B. The Transfers Alleged to Be Fraudulent Conveyances

The TAC alleges that at Barkany's direction, "[p]roceeds from the Ponzi schemes were transferred" to Borgata throughout the period of Barkany's criminal conduct, i.e., "from no later than December 2009 to March 2013" (defined supra as "the Ponzi period"). TAC ¶ 49. The TAC includes a table listing 47 such transfers, by date and amount, totaling $4,669,003.50 (the "Transfers"). TAC ¶ 54. (As a point of reference, bearing on the limitations issue to be discussed infra at note 14, approximately ¾ of the Transfers (35 of the 47) occurred more than two years before the June 2014 filing of the Chapter 7 petition date).

The Trustee further alleges, upon information and belief, that "all of the Transfers . . . were made with Ponzi Proceeds," TAC ¶ 51, and "in furtherance of [the] Ponzi scheme." TAC ¶ 9. Specifically, "Barkany made the [t]ransfers in order to seek to continue his gambling activities at [Borgata's] facility, providing him with the chance to win and use his gambling winnings to sustain and continue the Ponzi schemes." TAC ¶ 104. Finally, the Trustee alleges that Borgata "did not provide reasonably equivalent value or fair consideration in return for the Transfers" and that "the Transfers constitute property of [Barkany's] bankruptcy estate." TAC ¶¶ 52-53.

C. Borgata's Handling of Barkany's Credit Line

The Trustee alleges, upon information and belief, that Barkany began gambling at Borgata in November 2008, when he was 24, and a high school graduate with no record of business activity. TAC ¶ 55. At that time, Barkany completed a credit application, which Borgata approved in the initial amount of $100,000. From December 2009 through February 3, 2011, Barkany transferred $2,140,503.50 "in Ponzi Scheme proceeds" (TAC ¶ 64) to Borgata in order "to cover his gambling losses." (TAC ¶ 64). During this same period, Borgata resorted to collection actions to obtain Barkany's payment of his credit line debt. TAC ¶¶ 55-65.

From that point forward, Borgata "knew or should have known that Barkany had gambling and financial problems." TAC ¶ 68. On March 1, 2011, Barkany executed and filed with the New Jersey Casino Control Commission a Request for Voluntary Exclusion from Casino Gambling (the "Voluntary Exclusion Form" or "Form"). TAC ¶ 66. On the Form, Barkany acknowledged: "I am voluntarily requesting exclusion from all gaming activities at all New Jersey licensed gaming casinos and simulcasting facilities because I am a problem gambler."

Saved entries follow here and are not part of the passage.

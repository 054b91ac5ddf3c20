//! Prioritized deferral of emissions.
//!
//! Nodes that should be able to "consume" an input (a shortcut swallowing the plain press of
//! its trigger key) do not emit directly. They queue their emission here with a priority and
//! the owning context flushes the queue once per update:
//! - a higher priority discards everything queued at a lower one;
//! - a lower priority than what is queued is dropped;
//! - equal priorities accumulate in queue order.

use std::cell::{Cell, RefCell};
use std::fmt;

type Action = Box<dyn FnOnce()>;

/// Queue of deferred actions sharing one priority level.
#[derive(Default)]
pub struct DeferredQueue {
    priority: Cell<Option<i32>>,
    actions: RefCell<Vec<Action>>,
}

impl DeferredQueue {
    pub fn new() -> Self {
        Self::default()
    }

    /// Queue `action` at `priority`. Returns false if it was dropped in favour of
    /// higher-priority work.
    pub fn defer(&self, priority: i32, action: impl FnOnce() + 'static) -> bool {
        let mut actions = self.actions.borrow_mut();
        match self.priority.get() {
            Some(current) if !actions.is_empty() && priority < current => {
                log::trace!("deferred action at priority {priority} dropped (queued: {current})");
                return false;
            }
            Some(current) if !actions.is_empty() && priority > current => {
                log::trace!(
                    "priority {priority} discards {} deferred action(s) at {current}",
                    actions.len()
                );
                actions.clear();
            }
            _ => {}
        }
        self.priority.set(Some(priority));
        actions.push(Box::new(action));
        true
    }

    pub fn len(&self) -> usize {
        self.actions.borrow().len()
    }

    pub fn is_empty(&self) -> bool {
        self.actions.borrow().is_empty()
    }

    /// Priority of the queued actions, if any.
    pub fn priority(&self) -> Option<i32> {
        if self.is_empty() {
            None
        } else {
            self.priority.get()
        }
    }

    /// Run and clear the queue. Actions deferred while flushing are kept for the next flush.
    pub fn invoke(&self) -> usize {
        let actions = std::mem::take(&mut *self.actions.borrow_mut());
        self.priority.set(None);
        let count = actions.len();
        for action in actions {
            action();
        }
        count
    }

    /// Drop the queue without running it.
    pub fn clear(&self) {
        self.actions.borrow_mut().clear();
        self.priority.set(None);
    }
}

impl fmt::Debug for DeferredQueue {
    fn fmt(&self, f: &mut fmt::Formatter<'_>) -> fmt::Result {
        f.debug_struct("DeferredQueue")
            .field("priority", &self.priority())
            .field("len", &self.len())
            .finish()
    }
}
impl ContextRegistry {
    pub fn new(capacity: usize) -> Rc<Self> {
        Rc::new(Self {
            slots: RefCell::new(vec![None; capacity]),
        })
    }

    /// The default registry of the calling thread.
    ///
    /// Created with [`MAX_CONTEXTS`] slots unless [`Context::with_config`] created it first.
    pub fn global() -> Rc<Self> {
        Self::global_or_init(MAX_CONTEXTS)
    }

    // `capacity` only applies if the thread has no default registry yet.
    fn global_or_init(capacity: usize) -> Rc<Self> {
        GLOBAL_REGISTRY.with(|global| {
            let mut global = global.borrow_mut();
            Rc::clone(global.get_or_insert_with(|| Self::new(capacity)))
        })
    }

    pub fn capacity(&self) -> usize {
        self.slots.borrow().len()
    }

    /// Number of occupied slots.
    pub fn live_count(&self) -> usize {
        self.slots.borrow().iter().flatten().count()
    }

    pub fn is_live(&self, handle: ContextHandle) -> bool {
        handle
            .0
            .checked_sub(1)
            .and_then(|index| self.slots.borrow().get(index).copied())
            .flatten()
            .is_some()
    }

    fn acquire(&self, id: ContextId) -> Result<ContextHandle> {
        let mut slots = self.slots.borrow_mut();
        let max = slots.len();
        let (index, slot) = slots
            .iter_mut()
            .enumerate()
            .find(|(_, slot)| slot.is_none())
            .ok_or(Error::ContextCapacity { max })?;
        *slot = Some(id);
        Ok(ContextHandle(index + 1))
    }

    // Only frees the slot if it still belongs to `id`.
    fn release(&self, handle: ContextHandle, id: ContextId) -> bool {
        let mut slots = self.slots.borrow_mut();
        let slot = match handle.0.checked_sub(1) {
            Some(index) => slots.get_mut(index),
            None => None,
        };
        match slot {
            Some(slot) if *slot == Some(id) => {
                *slot = None;
                true
            }
            _ => false,
        }
    }
}
//! Context configuration.
//!
//! [`ContextConfig`] is a small serde document. Every field has a default, so an empty file
//! is a valid configuration:
//!
//! ```toml
//! max_contexts = 4
//! initial_stream_capacity = 8
//! warn_on_leaked_subscriptions = true
//! ```

use crate::context::MAX_CONTEXTS;
use crate::error::Result;
use serde::{Deserialize, Serialize};
use std::path::Path;

/// Tunables for a [`Context`](crate::Context) and the registry it is created from.
#[derive(Debug, Clone, PartialEq, Eq, Serialize, Deserialize)]
#[serde(default)]
pub struct ContextConfig {
    /// Number of slots of a registry built from this config.
    pub max_contexts: usize,
    /// Pending-value slots reserved up front for every stream.
    pub initial_stream_capacity: usize,
    /// Log a warning for each observer still attached when a stream context is disposed.
    pub warn_on_leaked_subscriptions: bool,
}

impl Default for ContextConfig {
    fn default() -> Self {
        Self {
            max_contexts: MAX_CONTEXTS,
            initial_stream_capacity: 8,
            warn_on_leaked_subscriptions: true,
        }
    }
}

impl ContextConfig {
    pub fn from_toml_str(text: &str) -> Result<Self> {
        Ok(toml::from_str(text)?)
    }

    pub fn from_json_str(text: &str) -> Result<Self> {
        Ok(serde_json::from_str(text)?)
    }

    /// Load from a file. `.json` files are parsed as JSON, everything else as TOML.
    pub fn load(path: impl AsRef<Path>) -> Result<Self> {
        let path = path.as_ref();
        let text = std::fs::read_to_string(path)?;
        let is_json = path
            .extension()
            .is_some_and(|ext| ext.eq_ignore_ascii_case("json"));
        if is_json {
            Self::from_json_str(&text)
        } else {
            Self::from_toml_str(&text)
        }
    }
}

#[cfg(test)]
mod tests {
    use super::*;
    use crate::error::Error;

    #[test]
    fn empty_documents_use_defaults() {
        assert_eq!(ContextConfig::from_toml_str("").unwrap(), ContextConfig::default());
        assert_eq!(ContextConfig::from_json_str("{}").unwrap(), ContextConfig::default());
    }

    #[test]
    fn partial_documents_override_given_fields() {
        let config = ContextConfig::from_toml_str("max_contexts = 2").unwrap();
        assert_eq!(config.max_contexts, 2);
        assert_eq!(config.initial_stream_capacity, 8);

        let config =
            ContextConfig::from_json_str(r#"{ "warn_on_leaked_subscriptions": false }"#).unwrap();
        assert!(!config.warn_on_leaked_subscriptions);
        assert_eq!(config.max_contexts, MAX_CONTEXTS);
    }

    #[test]
    fn malformed_documents_are_reported() {
        assert!(matches!(
            ContextConfig::from_toml_str("max_contexts = \"many\""),
            Err(Error::Toml(_))
        ));
        assert!(matches!(
            ContextConfig::from_json_str("{"),
            Err(Error::Json(_))
        ));
    }

    #[test]
    fn load_dispatches_on_extension() {
        let dir = std::env::temp_dir().join(format!("stickflow-config-{}", std::process::id()));
        std::fs::create_dir_all(&dir).unwrap();

        let json = dir.join("context.json");
        std::fs::write(&json, r#"{ "initial_stream_capacity": 32 }"#).unwrap();
        assert_eq!(ContextConfig::load(&json).unwrap().initial_stream_capacity, 32);

        let toml = dir.join("context.cfg");
        std::fs::write(&toml, "initial_stream_capacity = 16").unwrap();
        assert_eq!(ContextConfig::load(&toml).unwrap().initial_stream_capacity, 16);

        assert!(matches!(
            ContextConfig::load(dir.join("missing.toml")),
            Err(Error::Io(_))
        ));
        std::fs::remove_dir_all(&dir).unwrap();
    }
}
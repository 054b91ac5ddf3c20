//! Hold detection.

use super::multicast::Multicast;
use crate::context::{Context, Scheduler};
use crate::error::{Error, Result};
use crate::event::{EdgeKind, InputEvent};
use crate::observer::Observer;
use crate::observer_list::ObserverList;
use crate::source::InputSource;
use crate::subscription::Subscription;
use crate::time::TimerId;
use std::cell::Cell;
use std::rc::Rc;
use std::time::Duration;

/// Emits one [`EdgeKind::Held`] event when a boolean source stays `true` for at least
/// `duration`.
///
/// The hold starts on the rising edge, measured with the connected context's clock. A
/// release before the duration elapses cancels it. Expiry is checked once per update, so
/// the event is emitted by the first update at or after the deadline.
#[derive(Clone)]
pub struct Held<S> {
    source: S,
    duration: Duration,
    multicast: Rc<Multicast<InputEvent>>,
}

impl<S> Held<S> {
    pub(crate) fn new(source: S, duration: Duration) -> Self {
        Self {
            source,
            duration,
            multicast: Multicast::new("held"),
        }
    }

    pub fn duration(&self) -> Duration {
        self.duration
    }
}

impl<S: InputSource<bool>> InputSource<InputEvent> for Held<S> {
    fn subscribe(
        &self,
        context: &Context,
        observer: Rc<dyn Observer<InputEvent>>,
    ) -> Result<Subscription> {
        self.multicast.subscribe(context, observer, |output| {
            let detector = Rc::new(HoldDetector {
                duration: self.duration,
                down: Cell::new(false),
                timer: Cell::new(None),
                scheduler: Rc::clone(context.scheduler()),
                output,
            });
            self.source.subscribe(context, detector)
        })
    }
}

struct HoldDetector {
    duration: Duration,
    down: Cell<bool>,
    timer: Cell<Option<TimerId>>,
    scheduler: Rc<Scheduler>,
    output: ObserverList<InputEvent>,
}

impl Observer<bool> for HoldDetector {
    fn on_next(&self, value: &bool) {
        let was_down = self.down.replace(*value);
        match (was_down, *value) {
            (false, true) => {
                let output = self.output.clone();
                let timer = self.scheduler.schedule_after(self.duration, move |at| {
                    output.on_next(&InputEvent::new(EdgeKind::Held, at));
                });
                self.timer.set(Some(timer));
            }
            (true, false) => {
                if let Some(timer) = self.timer.take() {
                    self.scheduler.cancel(timer);
                }
            }
            _ => {}
        }
    }

    fn on_completed(&self) {
        if let Some(timer) = self.timer.take() {
            self.scheduler.cancel(timer);
        }
        self.output.on_completed();
    }

    fn on_error(&self, error: &Error) {
        self.output.on_error(error);
    }
}

#[cfg(test)]
mod tests {
    use crate::combinators::InputSourceExt;
    use crate::config::ContextConfig;
    use crate::context::Context;
    use crate::event::EdgeKind;
    use crate::observer::ListObserver;
    use crate::source::{Control, InputSource};
    use crate::time::{ManualClock, TimePoint};
    use crate::usage::Usage;
    use std::rc::Rc;
    use std::time::Duration;

    const BUTTON: Control<bool> = Control::new(Usage::from_parts(0x09, 0x02), "button");

    fn setup() -> (Context, Rc<ManualClock>) {
        let context = Context::with_config(ContextConfig::default()).unwrap();
        let clock = Rc::new(ManualClock::new());
        context.set_clock(clock.clone());
        (context, clock)
    }

    #[test]
    fn emits_once_after_duration() {
        let (context, clock) = setup();
        let writer = BUTTON.create_stream(&context, false).unwrap();
        let observer = Rc::new(ListObserver::new());
        let _sub = BUTTON
            .held(Duration::from_millis(10))
            .subscribe(&context, observer.clone())
            .unwrap();

        writer.offer(true);
        context.update();
        assert!(observer.is_empty());

        clock.advance(Duration::from_millis(9));
        context.update();
        assert!(observer.is_empty());

        clock.advance(Duration::from_millis(1));
        context.update();
        context.update();
        let events = observer.values();
        assert_eq!(events.len(), 1);
        assert_eq!(events[0].kind, EdgeKind::Held);
        assert_eq!(events[0].at, TimePoint::from_micros(10_000));
    }

    #[test]
    fn release_before_deadline_cancels() {
        let (context, clock) = setup();
        let writer = BUTTON.create_stream(&context, false).unwrap();
        let observer = Rc::new(ListObserver::new());
        let _sub = BUTTON
            .held(Duration::from_millis(1))
            .subscribe(&context, observer.clone())
            .unwrap();

        writer.offer(true);
        context.update();
        writer.offer(false);
        context.update();
        clock.advance(Duration::from_millis(5));
        context.update();
        assert!(observer.is_empty());
        assert!(context.scheduler().timers().is_empty());

        // A new hold starts from the next press.
        writer.offer(true);
        context.update();
        clock.advance(Duration::from_millis(1));
        context.update();
        assert_eq!(observer.len(), 1);
    }

    #[test]
    fn zero_duration_fires_in_the_same_update() {
        let (context, _clock) = setup();
        let writer = BUTTON.create_stream(&context, false).unwrap();
        let observer = Rc::new(ListObserver::new());
        let _sub = BUTTON
            .held(Duration::ZERO)
            .subscribe(&context, observer.clone())
            .unwrap();

        writer.offer(true);
        context.update();
        assert_eq!(observer.len(), 1);
    }
}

The Form offers the option of self-excluding for one year, five years, or life; Barkany chose a year. TAC ¶ 77. When that period ended, in March 2012, Barkany advised Borgata that he wished to resume gambling. TAC ¶ 77. Barkany then completed the casino credit application referenced earlier bearing the signature of a credit representative dated March 22, 2012. The 2012 application contained pre-printed, outdated information from 2008. TAC ¶ 82, 83. Barkany left the lines for "total gross income" and "total gross assets" blank and entered, falsely, a zero on the line for "indebtedness." TAC ¶ 87, 88; ECF Doc. 38, at 4. The lines for banking information contain the names of two accounts—a joint account with Barkany's wife at HSBC and a business account at Wells Fargo in the name of Morgan 86, the primary entity Barkany used to conduct the original Ponzi scheme—that were closed and inactive. TAC ¶ 86.

Aware that Barkany was a self-identified problem-gambler, Borgata did not seek to verify the information on the 2012 credit application; did not require Barkany to supplement the incomplete application with current financial information; did not conduct a NYSECF search to determine whether Barkany was a defendant in any lawsuits; and did not perform a credit check or other independent creditworthiness investigation. TAC ¶¶ 79-95. Nevertheless, Borgata extended Barkany a credit line of $200,000, twice the size of his pre-exclusion line. TAC ¶¶ 79-95.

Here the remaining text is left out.